Tip three; choose friends who embody the person you want to be. You mimic those around you so if you surround yourself with people who do not align with your values and who you wish to be, you will never become who you were meant to be. Choose wisely, for you are choosing for your past, present and future self.

Ivy

The rink is quiet at this hour. It always is when Charlotte and I come here.

She hates people seeing her skate now.

Not because she can't.

Because of the faces.

The pity. The whispers. Theoh my god, remember when-

She'd rather the ice be empty than deal with that.

So, we come early.

Or late.

When it's just us, the still silence and the ice.

Today feels quieter.

Usually that's something I'd enjoy. But today, it feels suffocating. Like the whole campus is holding its breath at what just happened.

How I wish for anything to take my mind off what I just agreed to.

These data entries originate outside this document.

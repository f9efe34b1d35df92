//! In-process store. Used in tests.

use std::sync::{Mutex, MutexGuard};

use tracing::debug;

use crate::StoreError;
use crate::record::{AnalysisRecord, AnalysisStore, NewAnalysis, now_micros};

#[derive(Default)]
struct Rows {
    next_id: i64,
    records: Vec<AnalysisRecord>,
}

/// Keeps analyses in memory for the lifetime of the process.
#[derive(Default)]
pub struct MemoryStore {
    rows: Mutex<Rows>,
}

impl MemoryStore {
    pub fn new() -> Self {
        Self::default()
    }

    pub fn len(&self) -> usize {
        self.rows().map(|r| r.records.len()).unwrap_or(0)
    }

    pub fn is_empty(&self) -> bool {
        self.len() == 0
    }

    fn rows(&self) -> Result<MutexGuard<'_, Rows>, StoreError> {
        self.rows
            .lock()
            .map_err(|_| StoreError::Other("memory store lock poisoned".into()))
    }
}

impl AnalysisStore for MemoryStore {
    fn save(&self, new: NewAnalysis<'_>) -> Result<AnalysisRecord, StoreError> {
        let mut rows = self.rows()?;
        rows.next_id += 1;
        let record = AnalysisRecord::from_new(rows.next_id, now_micros(), new);
        rows.records.push(record.clone());
        debug!(id = record.id, "analysis saved in memory");
        Ok(record)
    }

    fn latest(&self, limit: usize) -> Result<Vec<AnalysisRecord>, StoreError> {
        let rows = self.rows()?;
        let mut records: Vec<&AnalysisRecord> = rows.records.iter().collect();
        records.sort_by(|a, b| b.created_at.cmp(&a.created_at).then(b.id.cmp(&a.id)));
        Ok(records.into_iter().take(limit).cloned().collect())
    }
}

#[cfg(test)]
mod tests {
    use super::*;
    use driftscope_core::{AnalysisResult, DriftItem, Severity};

    fn analysis() -> AnalysisResult {
        AnalysisResult {
            source_language: "English".into(),
            translation_language: "French".into(),
            drift_items: vec![DriftItem {
                severity: Some(Severity::High),
                translation_snippet: "chien".into(),
                ..Default::default()
            }],
        }
    }

    fn save(store: &MemoryStore, source: &str, analysis: &AnalysisResult) -> AnalysisRecord {
        store
            .save(NewAnalysis {
                source_text: source,
                translation_text: "le chien",
                analysis,
                model_name: "gpt-4o-mini",
            })
            .unwrap()
    }

    #[test]
    fn save_assigns_ids_and_languages() {
        let store = MemoryStore::new();
        let analysis = analysis();
        let first = save(&store, "the dog", &analysis);
        let second = save(&store, "the cat", &analysis);
        assert_eq!(first.id, 1);
        assert_eq!(second.id, 2);
        assert_eq!(first.source_lang, "English");
        assert_eq!(first.translation_lang, "French");
        assert_eq!(first.model_name, "gpt-4o-mini");
        assert_eq!(store.len(), 2);
    }

    #[test]
    fn latest_is_newest_first_and_limited() {
        let store = MemoryStore::new();
        let analysis = analysis();
        for i in 0..7 {
            save(&store, &format!("text {i}"), &analysis);
        }
        let latest = store.latest(5).unwrap();
        let ids: Vec<i64> = latest.iter().map(|r| r.id).collect();
        assert_eq!(ids, vec![7, 6, 5, 4, 3]);
    }

    #[test]
    fn latest_on_empty_store() {
        let store = MemoryStore::new();
        assert!(store.is_empty());
        assert!(store.latest(5).unwrap().is_empty());
    }

    #[test]
    fn record_rehighlights_translation() {
        let store = MemoryStore::new();
        let record = save(&store, "the dog", &analysis());
        let highlighted = record.highlighted();
        assert_eq!(highlighted.segments.len(), 2);
        assert_eq!(highlighted.segments[1].text, "chien");
        assert_eq!(highlighted.segments[1].severity, Some(Severity::High));
    }
}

Sometimes I think I'm an idiot. But today? Today I know I am.

I don't mean to look at him.

I really don't.

But he's back on the ice now, skates on, stick in hand, moving like he owns the space.

And my eyes keep drifting.

I force them away.

Asher Hudson.

Someone I've known since I was six years old, and my brother's best friend for just as long. And also, Charlottes older brother.

And I just agreed to. . . what? Friends with benefits.

No that's not right, because that would mean we would have had to at-least have a friendship first.

And Asher and me? We're not friends. We're not anything, really.

He's Charlottes brother. That's all he's ever been. All he will ever be.

You can't have a crush on your best-friend's brother.